Non si è smesso di fare pubblicità, però.

«Tutt'altro, ma i soldi ora piovono nelle casse di Google, Facebook e altre piattaforme simili, e non più in quelle degli editori».

Con l'arrivo di Internet gli editori hanno fin da subito iniziato a cedere il loro prodotto di punta, le notizie, in modo completamente gratuito. Mai visto nella storia una cosa simile.

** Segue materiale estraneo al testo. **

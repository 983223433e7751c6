use std::collections::HashMap;
use std::sync::Arc;

use async_trait::async_trait;

use crate::application::ports::{FileLoader, FileLoaderError};
use crate::domain::{ContentType, UploadedDocument};

/// Routes each upload to the loader registered for its content type.
pub struct CompositeFileLoader {
    adapters: HashMap<ContentType, Arc<dyn FileLoader>>,
}

impl CompositeFileLoader {
    pub fn new(adapters: Vec<(ContentType, Arc<dyn FileLoader>)>) -> Self {
        Self {
            adapters: adapters.into_iter().collect(),
        }
    }
}

#[async_trait]
impl FileLoader for CompositeFileLoader {
    async fn extract_text(&self, document: &UploadedDocument) -> Result<String, FileLoaderError> {
        let adapter = document
            .content_type()
            .and_then(|content_type| self.adapters.get(&content_type))
            .ok_or_else(|| {
                FileLoaderError::UnsupportedFormat(format!(
                    "no loader for '.{}' files",
                    document.extension
                ))
            })?;

        adapter.extract_text(document).await
    }

    fn supports_pdf(&self) -> bool {
        self.adapters
            .get(&ContentType::Pdf)
            .is_some_and(|adapter| adapter.supports_pdf())
    }
}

«(Il professore ride, una bella e discreta risata alla tedesca). È stato uno sbaglio enorme, enorme. Cerchiamo di capirlo. Guardiamo al mondo di vent'anni fa, andiamo indietro con la memoria a quando il web era in statu nascendi. Né Google né Facebook erano, a quel tempo, visibili come concorrenti in grado di assorbire un'enorme fetta di mercato pubblicitario. Che poi questo advertising digitale funzioni davvero, è un altro discorso. Ecco, in quel mondo di vent'anni fa gli editori hanno pensato due cose».

La prima?

«Che nel futuro non avrebbero dovuto più spendere per la carta, per la stampa, per la distribuzione. Il più grande blocco di costi per un editore sembrava sulla strada di sparire per sempre».

La seconda?

«Hanno creduto che quello che guadagnavano con la pubblicità in print l'avrebbero guadagnato pure con quella online e che con tali ricavi si sarebbe potuto tranquillamente finanziare le redazioni».

In altre parole hanno pensato: il mondo non cambierà.

«Esatto. Possiamo dire che non è andata così. D'altra parte, da quando in qua il mondo non cambia? Il giornalista, così come l'editore, deve saper interpretare quello che gli accade sotto il naso, cogliere i segnali in una direzione o nell'altra. Mi lasci dire una cosa: da questo punto di vista non sono pessimista».

Non saremmo molto in tono con la festa per i 125 anni del Corriere.

«Il Corriere ne camperà almeno altrettanti, ma sempre più online. L'informazione prenderà stabilmente casa in Rete e non dimentichiamo - ed è per questo motivo che non sono pessimista - che l'informazione è necessaria, non è un lusso».

Dopo tutto, senza giornalismo crolla la democrazia.

«La mia speranza parte proprio da qui. In Svizzera abbiamo un modello di democrazia diretta dove ognuno può votare, potenzialmente, ogni tre mesi. In Svizzera c'è un pubblico altamente educato, più che altrove, che si interessa costantemente di politica, che vuole informarsi. Ora, occorre trovare una soluzione a livello tecnico-contabile, ma che le news abbiano un futuro non c'è dubbio: almeno fino a quando l'avrà la democrazia».

I giovani hanno però «imparato» che l'informazione è un bene di cui usufruire gratis.

«Occorre un'educazione verso la notizia di qualità. Le notizie inutili o di gossip possono essere gratis, quelle che hanno o possono avere un valido peso nella tua vita non lo sono mai. È una questione culturale: dovremmo pagare di più per notizie di qualità. Detto questo, non ci sono soluzioni facili».